Our Chinese colleagues have published an important paper recently. The first chart shows 24 rows, each row an individual patient. The vertical brown line is the day of diagnosis. The gray boxes on the left, labelled with negative numbers along the top, are asymptomatic days before the diagnosis. They end backwards in time on the day of the probable infection.
This can never be known for sure of course, but this is a standard way to do this research. The beige color are the days in the hospital. Symbols are various tests done along the way. Their meaning is on the bottom.
1. It took 7 to 21 days from exposure to a clinical diagnosis of the virus.
2. Two patients, C5 and C6, had NEGATIVE DNA tests during that time, the one everyone wants to take. So in these patients the test was done too early (24 to 72 hours after exposure) and came back negative. They could have gone out and partied, thinking they could not transmit the disease.
3. I love patient C8! She’s a 95 year old woman who has symptoms, tests positive for 5 days, tests negative for two days, and is discharged on day 7! So there, virus; Girl Power!
3. Patient C4 and C9: A 5 year old boy and a 10 year old girl.

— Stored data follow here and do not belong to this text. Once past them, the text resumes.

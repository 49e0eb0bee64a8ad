//! Board coordinates and coordinate arithmetic.
//!
//! A `Square` is a `(file, rank)` pair, each nominally in `0..8`; an
//! `Offset` is a displacement between squares. Both are plain value types:
//! every operation returns a new value, and off-board squares are
//! representable so that ray walking can step off the edge and test
//! `within_board` afterwards.

use std::ops::{Add, Mul, Sub};

/// A board coordinate. `file` runs a..h as 0..8, `rank` runs 0..8 with
/// rank 0 as White's home rank.
#[derive(Debug, Clone, Copy, PartialEq, Eq, Hash)]
pub struct Square {
    pub file: i8,
    pub rank: i8,
}

/// A displacement between two squares.
#[derive(Debug, Clone, Copy, PartialEq, Eq)]
pub struct Offset {
    pub file: i8,
    pub rank: i8,
}

impl Square {
    #[inline]
    pub const fn new(file: i8, rank: i8) -> Self {
        Square { file, rank }
    }

    /// True when both coordinates fall inside the 8x8 board.
    #[inline]
    pub const fn within_board(self) -> bool {
        self.file >= 0 && self.file < 8 && self.rank >= 0 && self.rank < 8
    }
}

impl Offset {
    #[inline]
    pub const fn new(file: i8, rank: i8) -> Self {
        Offset { file, rank }
    }

    /// Component-wise absolute value.
    #[inline]
    pub const fn abs(self) -> Self {
        Offset {
            file: self.file.abs(),
            rank: self.rank.abs(),
        }
    }

    /// Component-wise clamp to `[-1, 1]`, reducing any displacement to the
    /// unit step of its direction. Used to derive a ray direction from a
    /// from/to pair (e.g. the king's castling hop).
    #[inline]
    pub const fn clamp_unit(self) -> Self {
        Offset {
            file: clamp_i8(self.file),
            rank: clamp_i8(self.rank),
        }
    }
}

#[inline]
const fn clamp_i8(x: i8) -> i8 {
    if x > 1 {
        1
    } else if x < -1 {
        -1
    } else {
        x
    }
}

impl Add<Offset> for Square {
    type Output = Square;

    #[inline]
    fn add(self, rhs: Offset) -> Square {
        Square::new(self.file + rhs.file, self.rank + rhs.rank)
    }
}

impl Sub for Square {
    type Output = Offset;

    #[inline]
    fn sub(self, rhs: Square) -> Offset {
        Offset::new(self.file - rhs.file, self.rank - rhs.rank)
    }
}

impl Mul<i8> for Offset {
    type Output = Offset;

    #[inline]
    fn mul(self, rhs: i8) -> Offset {
        Offset::new(self.file * rhs, self.rank * rhs)
    }
}
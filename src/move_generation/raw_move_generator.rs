//! Raw (pseudo-legal) move generation entry point.
//!
//! Dispatches on the piece-kind tag into the per-kind generator modules.
//! Raw moves respect board edges and blocking but ignore whether the
//! mover's own king is left in check; that filtering happens in
//! `legal_move_filter`.

use crate::board::chess_move::Move;
use crate::board::piece::PieceKind;
use crate::board::position::Position;
use crate::board::square::Square;
use crate::move_generation::raw_moves_bishop::generate_bishop_moves;
use crate::move_generation::raw_moves_king::generate_king_moves;
use crate::move_generation::raw_moves_knight::generate_knight_moves;
use crate::move_generation::raw_moves_pawn::generate_pawn_moves;
use crate::move_generation::raw_moves_queen::generate_queen_moves;
use crate::move_generation::raw_moves_rook::generate_rook_moves;

/// Every geometrically possible move for the piece on `from`; empty when
/// the square is empty.
pub fn raw_moves(position: &Position, from: Square) -> Vec<Move> {
    let Some(piece) = position.piece_at(from) else {
        return Vec::new();
    };
    let mut out = Vec::with_capacity(16);
    match piece.kind {
        PieceKind::Pawn => generate_pawn_moves(position, piece, from, &mut out),
        PieceKind::Knight => generate_knight_moves(position, piece, from, &mut out),
        PieceKind::Bishop => generate_bishop_moves(position, piece, from, &mut out),
        PieceKind::Rook => generate_rook_moves(position, piece, from, &mut out),
        PieceKind::Queen => generate_queen_moves(position, piece, from, &mut out),
        PieceKind::King => generate_king_moves(position, piece, from, &mut out),
    }
    out
}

So this DOES infect kids. School closings noted. Also, the 10 year old spent 21 days (and still there at time of publication) in the hospital, so, not a walk in the park for her.
4. The arrow at the right end is a patient cured, going home. Only 9 of 24 were discharged at the time of the paper and some are in the hospital for three weeks and beyond. This slow recovery impacts resources of course.

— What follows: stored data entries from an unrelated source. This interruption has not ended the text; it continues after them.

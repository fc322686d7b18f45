//! Backend response adapter.
//!
//! Turns chat-completions output into caller-facing [`StreamEvent`]s. A whole
//! response becomes `Start`, its content, `Stop`. A chunk stream is forwarded
//! chunk by chunk over a bounded channel; the producer suspends when the
//! caller reads slowly and stops as soon as the caller goes away.

use crate::context::RequestContext;
use futures::StreamExt;
use gateway_core::{
    ChatChunk, ChatCompletionResponse, ChatStreamItem, GatewayError, MessagesResponse,
    ResponseBlock, StopReason, StreamEvent, Usage,
};
use gateway_providers::ChatStream;
use gateway_telemetry::Metrics;
use serde_json::Value;
use std::collections::HashSet;
use std::time::Duration;
use tokio::sync::mpsc;
use tracing::{debug, info, warn};

/// Capacity of the producer/consumer channel
pub const CHANNEL_CAPACITY: usize = 32;

/// How long a finished stream may still deliver its usage chunk
pub const USAGE_GRACE: Duration = Duration::from_millis(250);

/// How a backend stream ended
#[derive(Debug)]
pub enum StreamOutcome {
    /// `[DONE]` or a finish reason was seen
    Completed {
        /// Stop reason sent to the caller
        stop_reason: StopReason,
    },
    /// The stream failed or ended without a terminal signal
    Truncated(GatewayError),
    /// The caller went away
    Cancelled,
}

fn message_id(backend_id: &str) -> String {
    if backend_id.is_empty() {
        format!("msg_{}", uuid::Uuid::new_v4().simple())
    } else {
        backend_id.to_string()
    }
}

fn tool_call_id() -> String {
    format!("toolu_{}", uuid::Uuid::new_v4().simple())
}

/// Events describing a whole backend response
#[must_use]
pub fn complete_events(response: &ChatCompletionResponse, model: &str) -> Vec<StreamEvent> {
    let usage = response.usage.map(Usage::from).unwrap_or_default();
    let mut events = vec![StreamEvent::Start {
        message_id: message_id(&response.id),
        model: model.to_string(),
        usage: Usage {
            input_tokens: usage.input_tokens,
            output_tokens: 0,
        },
    }];

    let choice = response.first_choice();
    let text = choice
        .and_then(|c| c.message.content.as_deref())
        .unwrap_or_default();
    let calls = choice
        .and_then(|c| c.message.tool_calls.as_deref())
        .unwrap_or_default();

    // one content event even for an empty reply
    if !text.is_empty() || calls.is_empty() {
        events.push(StreamEvent::TextDelta {
            text: text.to_string(),
        });
    }
    for (index, call) in (0u32..).zip(calls) {
        let id = if call.id.is_empty() {
            tool_call_id()
        } else {
            call.id.clone()
        };
        events.push(StreamEvent::ToolCallStart {
            index,
            id,
            name: call.function.name.clone(),
        });
        events.push(StreamEvent::ToolCallDelta {
            index,
            partial_json: call.function.arguments.clone(),
        });
    }

    let stop_reason = match choice.and_then(|c| c.finish_reason.as_deref()) {
        Some(reason) => StopReason::from_finish_reason(reason),
        None if !calls.is_empty() => StopReason::ToolUse,
        None => StopReason::EndTurn,
    };
    events.push(StreamEvent::Stop {
        stop_reason: Some(stop_reason),
        usage,
    });
    events
}

enum PendingBlock {
    Text(String),
    Tool {
        index: u32,
        id: String,
        name: String,
        json: String,
    },
}

/// Fold events into one Messages response
pub fn assemble(events: impl IntoIterator<Item = StreamEvent>) -> MessagesResponse {
    let mut response = MessagesResponse::new(String::new(), String::new());
    let mut blocks: Vec<PendingBlock> = Vec::new();

    for event in events {
        match event {
            StreamEvent::Start {
                message_id,
                model,
                usage,
            } => {
                response.id = message_id;
                response.model = model;
                response.usage = usage;
            }
            StreamEvent::TextDelta { text } => match blocks.last_mut() {
                Some(PendingBlock::Text(current)) => current.push_str(&text),
                _ => blocks.push(PendingBlock::Text(text)),
            },
            StreamEvent::ToolCallStart { index, id, name } => blocks.push(PendingBlock::Tool {
                index,
                id,
                name,
                json: String::new(),
            }),
            StreamEvent::ToolCallDelta {
                index,
                partial_json,
            } => {
                let tool = blocks.iter_mut().rev().find_map(|block| match block {
                    PendingBlock::Tool { index: i, json, .. } if *i == index => Some(json),
                    _ => None,
                });
                if let Some(json) = tool {
                    json.push_str(&partial_json);
                }
            }
            StreamEvent::Stop { stop_reason, usage } => {
                response.stop_reason = stop_reason;
                response.usage = usage;
            }
        }
    }

    response.content = blocks
        .into_iter()
        .map(|block| match block {
            PendingBlock::Text(text) => ResponseBlock::Text { text },
            PendingBlock::Tool { id, name, json, .. } => ResponseBlock::ToolUse {
                id,
                name,
                input: parse_arguments(&json),
            },
        })
        .collect();
    response
}

fn parse_arguments(json: &str) -> Value {
    if json.trim().is_empty() {
        return Value::Object(serde_json::Map::new());
    }
    serde_json::from_str(json).unwrap_or_else(|e| {
        warn!(error = %e, "Tool call arguments are not valid JSON");
        Value::String(json.to_string())
    })
}

/// Chunk to event translation state
struct ChunkTranslator {
    model: String,
    started: bool,
    usage: Usage,
    stop_reason: Option<StopReason>,
    tools: HashSet<u32>,
}

impl ChunkTranslator {
    fn new(model: &str) -> Self {
        Self {
            model: model.to_string(),
            started: false,
            usage: Usage::default(),
            stop_reason: None,
            tools: HashSet::new(),
        }
    }

    fn start(&mut self, backend_id: &str) -> StreamEvent {
        self.started = true;
        StreamEvent::Start {
            message_id: message_id(backend_id),
            model: self.model.clone(),
            usage: Usage {
                input_tokens: self.usage.input_tokens,
                output_tokens: 0,
            },
        }
    }

    fn on_chunk(&mut self, chunk: ChatChunk) -> Vec<StreamEvent> {
        let mut events = Vec::new();
        if let Some(usage) = chunk.usage {
            self.usage = usage.into();
        }
        if !self.started {
            events.push(self.start(&chunk.id));
        }

        for choice in chunk.choices {
            if let Some(text) = choice.delta.content.filter(|text| !text.is_empty()) {
                events.push(StreamEvent::TextDelta { text });
            }

            for call in choice.delta.tool_calls.unwrap_or_default() {
                let (name, arguments) = call
                    .function
                    .map_or((None, None), |f| (f.name, f.arguments));
                if self.tools.insert(call.index) {
                    events.push(StreamEvent::ToolCallStart {
                        index: call.index,
                        id: call.id.unwrap_or_else(tool_call_id),
                        name: name.unwrap_or_default(),
                    });
                }
                if let Some(partial_json) = arguments.filter(|args| !args.is_empty()) {
                    events.push(StreamEvent::ToolCallDelta {
                        index: call.index,
                        partial_json,
                    });
                }
            }

            if let Some(reason) = choice.finish_reason {
                self.stop_reason = Some(StopReason::from_finish_reason(&reason));
            }
        }
        events
    }

    fn terminal(&mut self, stop_reason: Option<StopReason>) -> Vec<StreamEvent> {
        let mut events = Vec::with_capacity(2);
        if !self.started {
            events.push(self.start(""));
        }
        events.push(StreamEvent::Stop {
            stop_reason,
            usage: self.usage,
        });
        events
    }
}

async fn send_all(tx: &mpsc::Sender<StreamEvent>, events: Vec<StreamEvent>) -> bool {
    for event in events {
        if tx.send(event).await.is_err() {
            return false;
        }
    }
    true
}

/// Forward `stream` to `tx` as caller events.
///
/// Emits exactly one `Start` and one `Stop`. A finish reason ends the
/// message; at most one more chunk is read, within [`USAGE_GRACE`], to pick
/// up trailing usage. A stream that fails or ends before `[DONE]` or a
/// finish reason gets a `Stop` with no stop reason. Returns as soon as the
/// receiver is dropped; the backend stream is dropped with it.
pub async fn adapt_stream(
    mut stream: ChatStream,
    model: &str,
    tx: mpsc::Sender<StreamEvent>,
) -> StreamOutcome {
    let mut translator = ChunkTranslator::new(model);

    let failure = loop {
        let finished = translator.stop_reason.is_some();
        let next = async {
            if finished {
                tokio::time::timeout(USAGE_GRACE, stream.next())
                    .await
                    .unwrap_or(Some(Ok(ChatStreamItem::Done)))
            } else {
                stream.next().await
            }
        };
        let item = tokio::select! {
            biased;
            () = tx.closed() => return StreamOutcome::Cancelled,
            item = next => item,
        };

        match item {
            Some(Ok(ChatStreamItem::Chunk(chunk))) => {
                let events = translator.on_chunk(chunk);
                if !send_all(&tx, events).await {
                    return StreamOutcome::Cancelled;
                }
                if finished {
                    break None;
                }
            }
            Some(Ok(ChatStreamItem::Done)) => break None,
            Some(Err(err)) => break Some(format!("backend stream failed: {err}")),
            None => break Some("backend stream ended without a terminal signal".to_string()),
        }
    };

    // a finish reason already ended the message, whatever follows it
    let outcome = match (failure, translator.stop_reason) {
        (Some(message), None) => StreamOutcome::Truncated(GatewayError::stream_truncated(message)),
        (_, stop_reason) => StreamOutcome::Completed {
            stop_reason: stop_reason.unwrap_or(StopReason::EndTurn),
        },
    };

    let stop_reason = match &outcome {
        StreamOutcome::Completed { stop_reason } => Some(*stop_reason),
        _ => None,
    };
    if !send_all(&tx, translator.terminal(stop_reason)).await {
        return StreamOutcome::Cancelled;
    }
    outcome
}

/// A backend stream bound to the caller's channel
pub struct Producer {
    stream: ChatStream,
    tx: mpsc::Sender<StreamEvent>,
}

impl Producer {
    /// Bind `stream` to a new channel, returning the receiving end
    #[must_use]
    pub fn channel(stream: ChatStream) -> (Self, mpsc::Receiver<StreamEvent>) {
        let (tx, rx) = mpsc::channel(CHANNEL_CAPACITY);
        (Self { stream, tx }, rx)
    }

    /// Drive the stream to completion and finish the request.
    ///
    /// Returns the context, carrying the truncation error if there was one.
    pub async fn run(self, mut ctx: RequestContext, metrics: Metrics) -> RequestContext {
        let model = ctx.requested_model().to_string();
        let provider = ctx.provider().to_string();
        let category = ctx.category();

        metrics.stream_started();
        let outcome = adapt_stream(self.stream, &model, self.tx).await;
        metrics.stream_finished();

        let elapsed_ms = ctx.started.elapsed().as_millis();
        match outcome {
            StreamOutcome::Completed { stop_reason } => {
                metrics.record_request(category, &provider, "success");
                info!(
                    request_id = %ctx.request_id,
                    provider = %provider,
                    category,
                    model = %model,
                    stop_reason = stop_reason.as_str(),
                    elapsed_ms,
                    "Stream completed"
                );
            }
            StreamOutcome::Truncated(err) => {
                metrics.record_truncation(&provider);
                metrics.record_request(category, &provider, err.class().as_str());
                warn!(
                    request_id = %ctx.request_id,
                    provider = %provider,
                    category,
                    model = %model,
                    error = %err,
                    elapsed_ms,
                    "Backend stream truncated"
                );
                ctx.error = Some(err);
            }
            StreamOutcome::Cancelled => {
                metrics.record_request(category, &provider, "cancelled");
                debug!(
                    request_id = %ctx.request_id,
                    provider = %provider,
                    elapsed_ms,
                    "Caller disconnected, stream cancelled"
                );
            }
        }
        ctx
    }
}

This is a kind of worse case scenario, all in one family. Case 13 from the above table. The husband spent 48 hours in Hubei, where he picked up the disease. He then returned to his family, a wife, son, and daughter-in-law.
1. The husband, 67 years old, NEVER had any symptoms. He was admitted because of what happened to his family. And the DNA test, the ‘Gold Standard’ was positive four times in a row over six days, and then was NEGATIVE twice and positive twice. Why the variability? When you have no symptoms you have very little virus so you don’t test positive for it but you sure can pass it on.
SO YOU CAN TRANSMIT THIS DISEASE WITH SO FEW VIRUS COPIES THE DNA TEST IS NEGATIVE.
2. The wife, age 64, had a fever and cough three days before admission, tested positive on admission, and rapidly deteriorated and went into the Intensive Care Unit. She remained in serious condition at the time of publication.
3. The 35 y son had a fever and cough eight and five days, respectively, before the DNA test was positive. His DNA test was negative within five days of hospitalization and he was discharged after 16 days. So focus; a GOOD outcome for a patient who gets in the hospital is a 16 day stay. A resource problem.
4. His wife, age 36, had a fever and cough eight days before a positive DNA test, spent six days in the hospital and. went home healthy.
A screening test should be quick, easy, cheap, give fast answers, and be highly sensitive.
That is, if I ask God to be my lab assistant (in medical jargon, absolute truth against which a test is going to be compared) and to give me 100 known coronavirus patients one week from being sick enough to go to the hospital, how many of that 100 can I pick up with my test? Combining other studies here tells me that 90 of these patients, one week before hospitalization, had either a fever or could not hold a big breath for 10 seconds without coughing.
So turning it upside down, if you pass both tests, you have only a 10% chance of being sick next week. It might be that the 10% are going to be like Case 13, who never had a symptom, but who are silent carriers. In this case only God knows they are sick.
So checking breath hold and temp, with 90% sensitivity, is not bad for two tests that are free and take less than 2 minutes!